Celonis, the process mapping startup, has been on a nice run the last several years, forging significant partnerships with IBM and ServiceNow, while announcing a $1 billion Series D last June on a massive $11 billion valuation.
With that kind of capitalization, the company decided to expand its reach today when it announced the acquisition of Process Analytics Factory (PAF) for $100 million. Celonis gets an eight-year-old German company with expertise in process mapping the Microsoft ecosystem, which should help Celonis move into that space.
Celonis CEO and co-founder Alexander Rinke said that his company has carved out a big role in the automated workflow ecosystem, figuring out how work moves in an automated fashion to help point out inefficiencies and look for ways to make work flow more smoothly through the organization. He says that includes automation, collaboration and virtual platforms.
“Obviously, a big part of that is Microsoft with Microsoft Teams and Microsoft Office. So we acquired PAF to enable that and bring the unique insights and targeted actions we provide to Microsoft users,” Rinke said.
PAF founder and CEO Tobias Rother gave the familiar argument that the two companies will be better together. “This combination leverages the strength of Celonis market leadership with the foundation that PAF has created in the Microsoft Power Platform. This allows our companies to build the bridge between the Microsoft Power Platform and the Celonis Execution Management System,” he said in a statement.
PAF launched in 2014 with the goal of embedding process mining insights into the Microsoft platform. “They have a huge head start in this space, and we thought if we can bring this functionality into the Celonis world, there will be a huge benefit for their customers, our customers and prospects. And for everybody who uses Microsoft,” Rinke said.
As he points out, that’s just about everybody in his target market. In fact, 97% of the Fortune 500 use Microsoft Office.
The company has been on a roll in recent years, forging relationships with much larger companies like IBM, SAP and ServiceNow, while also building a large presence with consulting firms like Deloitte, Accenture and WiPro, among many others. All of this is driving sales and the massive valuation.
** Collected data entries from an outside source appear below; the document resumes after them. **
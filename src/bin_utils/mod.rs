//! Drives a [`Bank`] from a CSV instruction list and prints the resulting
//! wallets. Shared by the binary and the integration tests.

use std::io::{Read, Write};

use anyhow::{Context, Result};
use csv_parser::{CsvInstructionParser, Instruction, InstructionKind};
use csv_printer::{WalletRow, print_wallets};
use thiserror::Error;
use tracing::warn;

use crate::{
    bank::{Bank, BankError},
    config::{AdminConfig, BankConfig},
    session::SessionId,
};
pub mod csv_parser;
pub mod csv_printer;

#[derive(Debug, Error)]
pub enum InstructionError {
    #[error("Malformed row: {0}")]
    Parse(#[from] csv::Error),
    #[error("Missing {field} for {kind:?} instruction")]
    MissingField {
        kind: InstructionKind,
        field: &'static str,
    },
    #[error(transparent)]
    Rejected(#[from] BankError),
}

pub struct Service<'w, R, W: 'w> {
    pub config: BankConfig,
    pub input: R,
    pub output: &'w mut W,
    pub error_printer: Box<dyn FnMut(u64, InstructionError) + 'w>,
}

impl<'w, R, W> Service<'w, R, W>
where
    R: Read,
    W: Write + 'w,
{
    pub fn run(mut self) -> Result<()> {
        let bank = Bank::new(&self.config).context("Failed to start the bank")?;
        let admin = &self.config.admin;
        let session = bank
            .login_msisdn(&admin.msisdn, &admin.password)
            .context("Failed to log in as admin")?;
        bank.logout(session.id());

        for (line, row) in CsvInstructionParser::new(self.input) {
            let outcome = row
                .map_err(InstructionError::from)
                .and_then(|instruction| execute(&bank, admin, instruction));
            if let Err(err) = outcome {
                warn!(line, error = %err, "instruction rejected");
                (self.error_printer)(line, err);
            }
        }

        let mut rows: Vec<_> = bank
            .wallets()
            .all()
            .iter()
            .map(|wallet| WalletRow {
                owner: bank
                    .users()
                    .get_by_id(wallet.owner())
                    .map(|user| user.msisdn().to_string())
                    .unwrap_or_else(|| wallet.owner().to_string()),
                wallet: wallet.name().to_string(),
                deposit_reference: wallet.deposit_reference().unwrap_or_default().to_string(),
                balance: wallet.balance(),
                min_balance: wallet.min_balance(),
            })
            .collect();
        rows.sort_by(|a, b| (&a.owner, &a.wallet).cmp(&(&b.owner, &b.wallet)));
        print_wallets(self.output, rows.into_iter())
    }
}

fn require<T>(
    kind: InstructionKind,
    field: &'static str,
    value: Option<T>,
) -> Result<T, InstructionError> {
    value.ok_or(InstructionError::MissingField { kind, field })
}

/// Runs `action` in a fresh session of the user, logging out afterwards
/// whatever the outcome.
fn as_user<T>(
    bank: &Bank,
    msisdn: &str,
    pin: &str,
    action: impl FnOnce(SessionId) -> Result<T, BankError>,
) -> Result<T, BankError> {
    let session = bank.login_msisdn(msisdn, pin)?;
    let result = action(session.id());
    bank.logout(session.id());
    result
}

/// Admin instructions get their own session too: any row logging in with the
/// admin msisdn ends the admin's previous session.
fn execute(bank: &Bank, admin: &AdminConfig, row: Instruction) -> Result<(), InstructionError> {
    let kind = row.kind;
    let msisdn = || require(kind, "msisdn", row.msisdn.as_deref());
    let pin = || require(kind, "pin", row.pin.as_deref());
    let name = || require(kind, "name", row.name.as_deref());
    let target = || require(kind, "target", row.target.as_deref());
    let amount = || require(kind, "amount", row.amount);

    match kind {
        InstructionKind::Register => {
            bank.register_user(msisdn()?, name()?, pin()?)?;
        }
        InstructionKind::Deposit => {
            let (to, amount) = (target()?, amount()?);
            as_user(bank, &admin.msisdn, &admin.password, |session| {
                bank.deposit(session, to, amount)
            })?;
        }
        InstructionKind::Eft => {
            let reference = require(kind, "reference", row.reference.as_deref())?;
            let amount = amount()?;
            as_user(bank, &admin.msisdn, &admin.password, |session| {
                bank.eft_deposit(session, reference, amount)
            })?;
        }
        InstructionKind::Send => {
            let (to, amount) = (target()?, amount()?);
            let reference = row.reference.as_deref().unwrap_or_default();
            as_user(bank, msisdn()?, pin()?, |session| {
                bank.transfer(session, to, amount, reference)
            })?;
        }
        InstructionKind::Goods => {
            let (goods, cost) = (name()?, amount()?);
            as_user(bank, msisdn()?, pin()?, |session| {
                bank.add_goods(session, goods, cost)
            })?;
        }
        InstructionKind::Buy => {
            let goods = bank.find_goods(target()?, name()?)?;
            as_user(bank, msisdn()?, pin()?, |session| {
                bank.pay_goods(session, goods.id())
            })?;
        }
    }
    Ok(())
}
It has also made several strategic acquisitions like today’s. PAF represents the fourth acquisition for the company. Rinke said the deal closed at the end of last year, and they are in the process of building the PAF functionality into the broader Celonis platform. The plan is to roll that out in May. The deal included 30 employees coming over to Celonis. The company should hit 3,000 employees some time later this year.
Celonis launched in 2011 and raised $1.4 billion, according to Crunchbase data. While the company has ambitions to go public at some point, Rinke was not ready to commit to any timeline.